The ability over time to keep directing your thinking between internal knowledge and the external situation while keeping in mind what you are trying to achieve is called concentration. You need that too.
You also need to be able to prevent habits, urges or emotions from interfering with your goals. This is called impulse control. If you hop back into your imaginary aircraft … you discover that you don’t just ‘learn’ how to fly, but that you also need to ‘turn off’ all the habits you have developed in driving a car. It is your feet that turn the plane to the left or to the right, rather than your hands. So as well as remembering to use your feet, you will have to suppress the habit of using your hands to do the job. Impulse control is the ability to stop yourself doing something.
Impulse control is fed by two other important skills: empathy, which is the ability to know how someone else is feeling, and something called theory of mind, which is the ability to predict what somebody else knows.
Both of these allow us to ‘mind-read’ other people to a sufficient degree to negotiate relationships — or a runway on which a number of small planes are landing.
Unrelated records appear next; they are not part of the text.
// SPDX-License-Identifier: BUSL-1.1
// Copyright (c) 2026 Alfred Jean LLC

//! One module per entity, each a thin typed wrapper over `sqlx::query` —
//! no ORM, matching the teacher's preference for explicit row mapping over
//! a query-building abstraction layer.

pub mod adapters;
pub mod audit_log;
pub mod eval_jobs;
pub mod ldap;
pub mod quarantine;
pub mod system_config;
pub mod training_jobs;
pub mod update_jobs;
pub mod uptime_events;
pub mod users;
Together these self-regulation tools — perceptual sensitivity, shifting attention, concentration, impulse control, empathy and theory of mind — create a human control system so flexible and powerful that with them in place your child will be able to become her ‘best possible self’, regardless of temperament.
Fortunately each one of these skills is something that you do shape with your parenting, and you shape them particularly by how you relate to your child. Just how that happens is the story of this book.